— modern ops stuff —
Solaris 11 Automated Installs
18 November 2010 // Solaris

DISCLAIMER - I wrote this article based on a preview release of Solaris 11. (Solaris Express, specifically). AI, and a lot of other things, changed in the FCS release, so I’m not entirely certain that what follows can be completely trusted. The bit about setting a static IP address is definitely wrong.

Solaris 11 is, in its first official form, with us. However much we might hate IPS, bloat, GNOME, bash as root’s shell, and all the other Linux-isms, we’ve got to accept that this is the future of Solaris (assuming Solaris has a future) and embrace it.

I’ll miss Jumpstart. I liked Jumpstart. I was good at Jumpstart. So, from a Jumpstart perspective, what’s the new automated installer all about? Hopefully it’s a great deal better than the interactive installer, which lets you choose the timezone, the root password, and nothing else. Don’t want the whole O/S in a single zpool covering the whole available disk? Want a static IP address? Tough. But to get back on topic, what follows is me thinking out loud and learning about AI and IPS. Hope it makes sense.

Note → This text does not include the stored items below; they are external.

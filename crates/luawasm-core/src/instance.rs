//! Linked instances: introspection and invocation.
//!
//! A [`LinkedInstance`] owns the store its instance lives in. The pair is
//! created together by [`crate::ModuleLinker::instantiate`] and released
//! together, either explicitly through [`LinkedInstance::release`] or
//! implicitly when a call fails. A released pair answers every further
//! request with [`RuntimeError::StoreReleased`].

use std::time::Instant;

use tracing::{debug, error, info, instrument, warn};
use wasmtime::{Extern, Instance, Store, Trap};

use crate::export::ExportDescriptor;
use crate::store::{CallMetrics, HostContext, calculate_fuel_consumed, get_remaining_fuel};
use crate::value::{ValueKind, WasmValue};
use luawasm_common::RuntimeError;

/// Lifecycle state of a [`LinkedInstance`].
#[derive(Debug, Clone, Copy, PartialEq, Eq)]
pub enum InstanceState {
    /// Store alive; exports can be queried and called.
    Linked,
    /// Store dropped by an explicit release.
    Released,
    /// Store dropped because a call failed.
    CallFailed,
}

/// An instance together with the store it lives in.
pub struct LinkedInstance {
    instance: Instance,
    store: Option<Store<HostContext>>,
    store_id: String,
    state: InstanceState,
    /// Metrics of the store at the moment it was dropped.
    final_metrics: Option<CallMetrics>,
}

impl LinkedInstance {
    pub(crate) fn new(store: Store<HostContext>, instance: Instance) -> Self {
        let store_id = store.data().store_id.clone();
        Self {
            instance,
            store: Some(store),
            store_id,
            state: InstanceState::Linked,
            final_metrics: None,
        }
    }

    /// Identifier of the backing store.
    pub fn store_id(&self) -> &str {
        &self.store_id
    }

    /// Current lifecycle state.
    pub fn state(&self) -> InstanceState {
        self.state
    }

    /// Returns `true` while the store is alive.
    pub fn is_alive(&self) -> bool {
        self.store.is_some()
    }

    /// Call metrics of the backing store, or of the last call if that call
    /// failed and took the store with it.
    pub fn metrics(&self) -> Option<&CallMetrics> {
        match &self.store {
            Some(store) => Some(&store.data().metrics),
            None => self.final_metrics.as_ref(),
        }
    }

    /// Drop the store. Idempotent.
    pub fn release(&mut self) {
        if self.store.take().is_some() {
            self.state = InstanceState::Released;
            debug!(store_id = %self.store_id, "Store released");
        }
    }

    /// Describe the export called `name`.
    ///
    /// # Errors
    ///
    /// - [`RuntimeError::StoreReleased`] if the store is gone
    /// - [`RuntimeError::ExportNotFound`] if there is no such export
    /// - [`RuntimeError::UnknownItemType`] for export kinds that cannot be
    ///   described
    pub fn describe_export(&mut self, name: &str) -> Result<ExportDescriptor, RuntimeError> {
        let store = self.store.as_mut().ok_or(RuntimeError::StoreReleased)?;

        let Some(item) = self.instance.get_export(&mut *store, name) else {
            debug!(store_id = %self.store_id, name, "Export not found");
            return Err(RuntimeError::export_not_found(name));
        };

        ExportDescriptor::from_extern_type(name, &item.ty(&*store))
    }

    /// Call the exported function `name`.
    ///
    /// `params` carry their own kind tags; `result_kinds` tell the engine
    /// what each result slot holds. Parameters are not checked against the
    /// declared signature here; the engine rejects mismatches as a call
    /// failure. Result tags are checked after the call returns.
    ///
    /// On success, exactly `result_kinds.len()` values are returned in
    /// order. On a trap or engine error the store is dropped and the pair
    /// moves to [`InstanceState::CallFailed`].
    ///
    /// # Errors
    ///
    /// - [`RuntimeError::StoreReleased`] if the store is gone
    /// - [`RuntimeError::FunctionNotFound`] if `name` is missing or not a
    ///   function (the store is kept)
    /// - [`RuntimeError::Trap`] if execution trapped
    /// - [`RuntimeError::Engine`] for any other call failure
    /// - [`RuntimeError::BadArgument`] if a result tag does not match the
    ///   returned value (the store is kept)
    #[instrument(skip(self, params, result_kinds), fields(store_id = %self.store_id))]
    pub fn invoke(
        &mut self,
        name: &str,
        params: &[WasmValue],
        result_kinds: &[ValueKind],
    ) -> Result<Vec<WasmValue>, RuntimeError> {
        let store = self.store.as_mut().ok_or(RuntimeError::StoreReleased)?;

        let Some(Extern::Func(func)) = self.instance.get_export(&mut *store, name) else {
            return Err(RuntimeError::function_not_found(name));
        };

        let args: Vec<_> = params.iter().map(|value| value.to_val()).collect();
        let mut slots: Vec<_> = result_kinds.iter().map(|kind| kind.zero()).collect();

        let start = Instant::now();
        let initial_fuel = get_remaining_fuel(store).unwrap_or(0);

        let result = func.call(&mut *store, &args, &mut slots);

        let fuel_consumed = calculate_fuel_consumed(initial_fuel, store);
        let duration = start.elapsed();
        let metrics = &mut store.data_mut().metrics;
        metrics.fuel_consumed += fuel_consumed;
        metrics.last_duration = Some(duration);

        if let Err(e) = result {
            metrics.failures += 1;
            let err = classify_call_error(&e);
            self.fail();
            return Err(err);
        }
        metrics.calls += 1;

        debug!(
            duration_us = duration.as_micros(),
            fuel_consumed, "Call completed"
        );

        result_kinds
            .iter()
            .zip(&slots)
            .map(|(kind, slot)| WasmValue::from_val(*kind, slot))
            .collect()
    }

    fn fail(&mut self) {
        self.final_metrics = self.store.take().map(|store| store.data().metrics.clone());
        self.state = InstanceState::CallFailed;
        info!(store_id = %self.store_id, "Store released after failed call");
    }
}

impl std::fmt::Debug for LinkedInstance {
    fn fmt(&self, f: &mut std::fmt::Formatter<'_>) -> std::fmt::Result {
        f.debug_struct("LinkedInstance")
            .field("store_id", &self.store_id)
            .field("state", &self.state)
            .finish_non_exhaustive()
    }
}

/// Split a call failure into the trap and engine-error channels.
fn classify_call_error(error: &wasmtime::Error) -> RuntimeError {
    let (message, code) = extract_trap_info(error);

    match code {
        Some(code) => {
            if is_out_of_fuel(error) {
                warn!(trap_message = %message, "Call terminated: fuel exhausted");
                RuntimeError::fuel_exhausted(message, Some(code))
            } else {
                warn!(trap_message = %message, trap_code = %code, "Call trapped");
                RuntimeError::trap(message, Some(code))
            }
        }
        None => {
            error!(error = %message, "Call failed");
            RuntimeError::engine(message)
        }
    }
}

/// Extract human-readable trap information.
///
/// For traps the message is the trap description alone; the backtrace the
/// engine attaches is left to the debug log.
fn extract_trap_info(error: &wasmtime::Error) -> (String, Option<String>) {
    match error.downcast_ref::<Trap>() {
        Some(trap) => {
            debug!(detail = %format!("{error:?}"), "Trap detail");
            (trap.to_string(), Some(format!("{trap:?}")))
        }
        None => (format!("{error:#}"), None),
    }
}

/// Check if an error is due to fuel exhaustion.
fn is_out_of_fuel(error: &wasmtime::Error) -> bool {
    error
        .downcast_ref::<Trap>()
        .is_some_and(|trap| *trap == Trap::OutOfFuel)
}

#[cfg(test)]
mod tests {
    use super::*;
    use crate::{CompiledModule, ModuleLinker, WasmEngine};
    use luawasm_common::{EngineConfig, ExecutionConfig, LinkerConfig};

    const ARITH_WAT: &str = r#"
        (module
            (func (export "add") (param i32 i32) (result i32)
                (i32.add (local.get 0) (local.get 1)))
            (func (export "boom") unreachable)
            (memory (export "memory") 1)
        )
    "#;

    fn instantiate(wat: &str) -> LinkedInstance {
        let engine = WasmEngine::new(&EngineConfig::default()).unwrap();
        let linker = ModuleLinker::new(&engine, &LinkerConfig::default()).unwrap();
        let module = CompiledModule::from_wat(engine.inner(), wat).unwrap();
        linker
            .instantiate(&engine, &module, &ExecutionConfig::default())
            .unwrap()
            .into_result()
            .unwrap()
    }

    #[test]
    fn test_invoke_add() {
        let mut instance = instantiate(ARITH_WAT);

        let results = instance
            .invoke(
                "add",
                &[WasmValue::I32(2), WasmValue::I32(3)],
                &[ValueKind::I32],
            )
            .unwrap();

        assert_eq!(results, vec![WasmValue::I32(5)]);
        assert_eq!(instance.metrics().unwrap().calls, 1);
    }

    #[test]
    fn test_trap_releases_store() {
        let mut instance = instantiate(ARITH_WAT);

        let err = instance.invoke("boom", &[], &[]).unwrap_err();
        assert!(err.is_trap());
        assert!(!err.to_string().is_empty());
        assert_eq!(instance.state(), InstanceState::CallFailed);
        assert!(!instance.is_alive());

        let metrics = instance.metrics().unwrap();
        assert_eq!((metrics.calls, metrics.failures), (0, 1));

        let err = instance.invoke("add", &[], &[]).unwrap_err();
        assert!(matches!(err, RuntimeError::StoreReleased));
    }

    #[test]
    fn test_missing_function_keeps_store() {
        let mut instance = instantiate(ARITH_WAT);

        let err = instance.invoke("nope", &[], &[]).unwrap_err();
        assert_eq!(err.to_string(), "failed to get the exported function");

        let err = instance.invoke("memory", &[], &[]).unwrap_err();
        assert!(err.is_not_found());
        assert!(instance.is_alive());
    }

    #[test]
    fn test_signature_mismatch_is_engine_error() {
        let mut instance = instantiate(ARITH_WAT);

        let err = instance
            .invoke("add", &[WasmValue::I32(1)], &[ValueKind::I32])
            .unwrap_err();

        assert!(matches!(err, RuntimeError::Engine { .. }));
        assert!(!instance.is_alive());
    }

    #[test]
    fn test_describe_export() {
        let mut instance = instantiate(ARITH_WAT);

        let add = instance.describe_export("add").unwrap();
        assert!(add.is_func());

        let err = instance.describe_export("missing").unwrap_err();
        assert_eq!(err.to_string(), "failed to get the exported item");

        let memory = instance.describe_export("memory").unwrap();
        assert_eq!(memory.kind.type_name(), "memory");
    }

    #[test]
    fn test_release_is_idempotent() {
        let mut instance = instantiate(ARITH_WAT);

        instance.release();
        instance.release();

        assert_eq!(instance.state(), InstanceState::Released);
        assert!(instance.metrics().is_none());
        assert!(matches!(
            instance.describe_export("add"),
            Err(RuntimeError::StoreReleased)
        ));
    }

    #[test]
    fn test_out_of_fuel_is_trap() {
        let engine = WasmEngine::new(&EngineConfig {
            fuel_metering: true,
            ..Default::default()
        })
        .unwrap();
        let linker = ModuleLinker::new(&engine, &LinkerConfig::default()).unwrap();
        let module = CompiledModule::from_wat(
            engine.inner(),
            r#"(module (func (export "spin") (loop $forever (br $forever))))"#,
        )
        .unwrap();
        let execution = ExecutionConfig {
            max_fuel: 10_000,
            ..Default::default()
        };
        let mut instance = linker
            .instantiate(&engine, &module, &execution)
            .unwrap()
            .into_result()
            .unwrap();

        let err = instance.invoke("spin", &[], &[]).unwrap_err();
        assert!(err.is_resource_limit());
        assert!(matches!(err, RuntimeError::Trap { out_of_fuel: true, .. }));
    }

    #[test]
    fn test_unreachable_is_not_resource_limit() {
        let mut instance = instantiate(ARITH_WAT);

        let err = instance.invoke("boom", &[], &[]).unwrap_err();
        assert!(err.is_trap());
        assert!(!err.is_resource_limit());
    }

    #[test]
    fn test_mistagged_result_is_bad_argument() {
        let mut instance = instantiate(ARITH_WAT);

        let err = instance
            .invoke(
                "add",
                &[WasmValue::I32(2), WasmValue::I32(3)],
                &[ValueKind::F32],
            )
            .unwrap_err();

        assert!(matches!(err, RuntimeError::BadArgument { .. }), "got: {err:?}");
        // The call itself completed, so the store stays usable.
        assert!(instance.is_alive());
        assert_eq!(instance.metrics().unwrap().calls, 1);
    }
}
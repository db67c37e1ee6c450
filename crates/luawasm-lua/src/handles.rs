//! Opaque handles handed to Lua.
//!
//! Every native object lives in a shared slot; the userdata Lua holds points
//! at the slot. `del_*` empties the slot immediately, so the native object is
//! freed when the script says so rather than when the collector gets to the
//! userdata. Using an emptied slot raises an error instead of touching freed
//! memory.

use std::cell::{Ref, RefCell, RefMut};
use std::rc::{Rc, Weak};

use mlua::{MetaMethod, UserData, UserDataMethods};

use luawasm_core::{CompiledModule, LinkedInstance, ModuleLinker, WasmEngine};

type Slot<T> = Rc<RefCell<Option<T>>>;

/// A slot holding one native object, shared by the userdata that refer to it.
pub struct Handle<T> {
    slot: Slot<T>,
    label: &'static str,
}

impl<T> Handle<T> {
    fn new(value: T, label: &'static str) -> Self {
        Self {
            slot: Rc::new(RefCell::new(Some(value))),
            label,
        }
    }

    fn share(&self) -> Self {
        Self {
            slot: Rc::clone(&self.slot),
            label: self.label,
        }
    }

    /// Borrow the native object.
    pub fn get(&self) -> mlua::Result<Ref<'_, T>> {
        let slot = self.slot.try_borrow().map_err(|_| self.busy())?;
        Ref::filter_map(slot, Option::as_ref).map_err(|_| self.deleted())
    }

    /// Mutably borrow the native object.
    pub fn get_mut(&self) -> mlua::Result<RefMut<'_, T>> {
        let slot = self.slot.try_borrow_mut().map_err(|_| self.busy())?;
        RefMut::filter_map(slot, Option::as_mut).map_err(|_| self.deleted())
    }

    /// Drop the native object. Deleting twice is a no-op.
    pub fn delete(&self) -> mlua::Result<bool> {
        let mut slot = self.slot.try_borrow_mut().map_err(|_| self.busy())?;
        Ok(slot.take().is_some())
    }

    /// Returns `true` if both handles share one slot.
    pub fn same_slot(&self, other: &Self) -> bool {
        Rc::ptr_eq(&self.slot, &other.slot)
    }

    fn is_deleted(&self) -> bool {
        self.slot.try_borrow().is_ok_and(|slot| slot.is_none())
    }

    fn weak(&self) -> Weak<RefCell<Option<T>>> {
        Rc::downgrade(&self.slot)
    }

    fn deleted(&self) -> mlua::Error {
        mlua::Error::RuntimeError(format!("{} has been deleted", self.label))
    }

    fn busy(&self) -> mlua::Error {
        mlua::Error::RuntimeError(format!("{} is in use", self.label))
    }

    fn describe(&self) -> String {
        if self.is_deleted() {
            format!("{} (deleted)", self.label)
        } else {
            format!("{}: {:p}", self.label, Rc::as_ptr(&self.slot))
        }
    }
}

/// Engine handle.
pub struct EngineHandle(pub Handle<WasmEngine>);

/// Module handle.
pub struct ModuleHandle(pub Handle<CompiledModule>);

/// Linker handle.
pub struct LinkerHandle(pub Handle<ModuleLinker>);

/// Instance handle; shares its slot with the matching [`StoreHandle`].
pub struct InstanceHandle(pub Handle<LinkedInstance>);

/// Store handle; shares its slot with the matching [`InstanceHandle`].
pub struct StoreHandle(pub Handle<LinkedInstance>);

impl EngineHandle {
    pub fn new(engine: WasmEngine) -> Self {
        Self(Handle::new(engine, "engine"))
    }
}

impl ModuleHandle {
    pub fn new(module: CompiledModule) -> Self {
        Self(Handle::new(module, "module"))
    }
}

impl LinkerHandle {
    pub fn new(linker: ModuleLinker) -> Self {
        Self(Handle::new(linker, "linker"))
    }
}

/// Create the instance and store handles for one linked instance.
pub fn linked_pair(instance: LinkedInstance) -> (InstanceHandle, StoreHandle) {
    let handle = Handle::new(instance, "instance");
    let store = Handle {
        slot: Rc::clone(&handle.slot),
        label: "store",
    };
    (InstanceHandle(handle.share()), StoreHandle(store))
}

macro_rules! impl_handle_userdata {
    ($($ty:ty),*) => {
        $(
            impl UserData for $ty {
                fn add_methods<M: UserDataMethods<Self>>(methods: &mut M) {
                    methods.add_meta_method(MetaMethod::ToString, |_, this, ()| {
                        Ok(this.0.describe())
                    });
                }
            }
        )*
    };
}

impl_handle_userdata!(
    EngineHandle,
    ModuleHandle,
    LinkerHandle,
    InstanceHandle,
    StoreHandle
);

/// Weak references to every slot handed out, for live-handle accounting.
#[derive(Default)]
pub struct HandleRegistry {
    engines: RefCell<Vec<Weak<RefCell<Option<WasmEngine>>>>>,
    modules: RefCell<Vec<Weak<RefCell<Option<CompiledModule>>>>>,
    linkers: RefCell<Vec<Weak<RefCell<Option<ModuleLinker>>>>>,
    stores: RefCell<Vec<Weak<RefCell<Option<LinkedInstance>>>>>,
}

/// Live native object counts.
#[derive(Debug, Clone, Copy, Default, PartialEq, Eq)]
pub struct HandleCounts {
    pub engines: usize,
    pub modules: usize,
    pub linkers: usize,
    pub stores: usize,
}

impl HandleRegistry {
    pub fn track_engine(&self, handle: &EngineHandle) {
        self.engines.borrow_mut().push(handle.0.weak());
    }

    pub fn track_module(&self, handle: &ModuleHandle) {
        self.modules.borrow_mut().push(handle.0.weak());
    }

    pub fn track_linker(&self, handle: &LinkerHandle) {
        self.linkers.borrow_mut().push(handle.0.weak());
    }

    pub fn track_store(&self, handle: &StoreHandle) {
        self.stores.borrow_mut().push(handle.0.weak());
    }

    /// Count live objects, forgetting slots that are gone for good.
    pub fn counts(&self) -> HandleCounts {
        HandleCounts {
            engines: live(&self.engines, |_| true),
            modules: live(&self.modules, |_| true),
            linkers: live(&self.linkers, |_| true),
            stores: live(&self.stores, LinkedInstance::is_alive),
        }
    }
}

fn live<T>(slots: &RefCell<Vec<Weak<RefCell<Option<T>>>>>, alive: impl Fn(&T) -> bool) -> usize {
    let mut slots = slots.borrow_mut();
    slots.retain(|weak| {
        weak.upgrade()
            .is_some_and(|slot| slot.try_borrow().map_or(true, |v| v.is_some()))
    });
    slots
        .iter()
        .filter_map(Weak::upgrade)
        .filter(|slot| slot.try_borrow().map_or(true, |v| v.as_ref().is_some_and(&alive)))
        .count()
}

#[cfg(test)]
mod tests {
    use super::*;
    use luawasm_common::EngineConfig;

    #[test]
    fn test_delete_empties_slot() {
        let handle = EngineHandle::new(WasmEngine::new(&EngineConfig::default()).unwrap());

        assert!(handle.0.get().is_ok());
        assert!(handle.0.delete().unwrap());
        assert!(!handle.0.delete().unwrap());

        let err = handle.0.get().err().unwrap();
        assert!(err.to_string().contains("engine has been deleted"));
    }

    #[test]
    fn test_registry_counts() {
        let registry = HandleRegistry::default();
        let a = EngineHandle::new(WasmEngine::new(&EngineConfig::default()).unwrap());
        let b = EngineHandle::new(WasmEngine::new(&EngineConfig::default()).unwrap());
        registry.track_engine(&a);
        registry.track_engine(&b);

        assert_eq!(registry.counts().engines, 2);

        a.0.delete().unwrap();
        assert_eq!(registry.counts().engines, 1);

        drop(b);
        assert_eq!(registry.counts(), HandleCounts::default());
    }

    #[test]
    fn test_describe() {
        let handle = EngineHandle::new(WasmEngine::new(&EngineConfig::default()).unwrap());
        assert!(handle.0.describe().starts_with("engine: "));

        handle.0.delete().unwrap();
        assert_eq!(handle.0.describe(), "engine (deleted)");
    }
}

Jumpstart, for SPARC at least, was very straightforward. Send a RARP request, get your IP address, TFTP your kernel across, NFS mount root, create local filesystems under /a, install packages, run finish scripts, reboot. Job done. AI relies on DHCP, which, compared to RARP and bootparams, is a can of worms (at least if you’re using the Solaris DHCP server). It also doesn’t just install packages from the install server, rather, it must connect to an IPS repository. If you’re a serious admin and you’re going to be doing a lot of installs, you’ll probably want to set up an in-house repository. If not, you can use Oracle’s.

Setting Up an Install Server

Though it was possible to Jumpstart any Solaris from any other Solaris (you could even set up an install server on Linux or BSD, if you were exceptionally perverse), AI requires a Solaris Express server. So, install one of those using the LiveCD or the text installer.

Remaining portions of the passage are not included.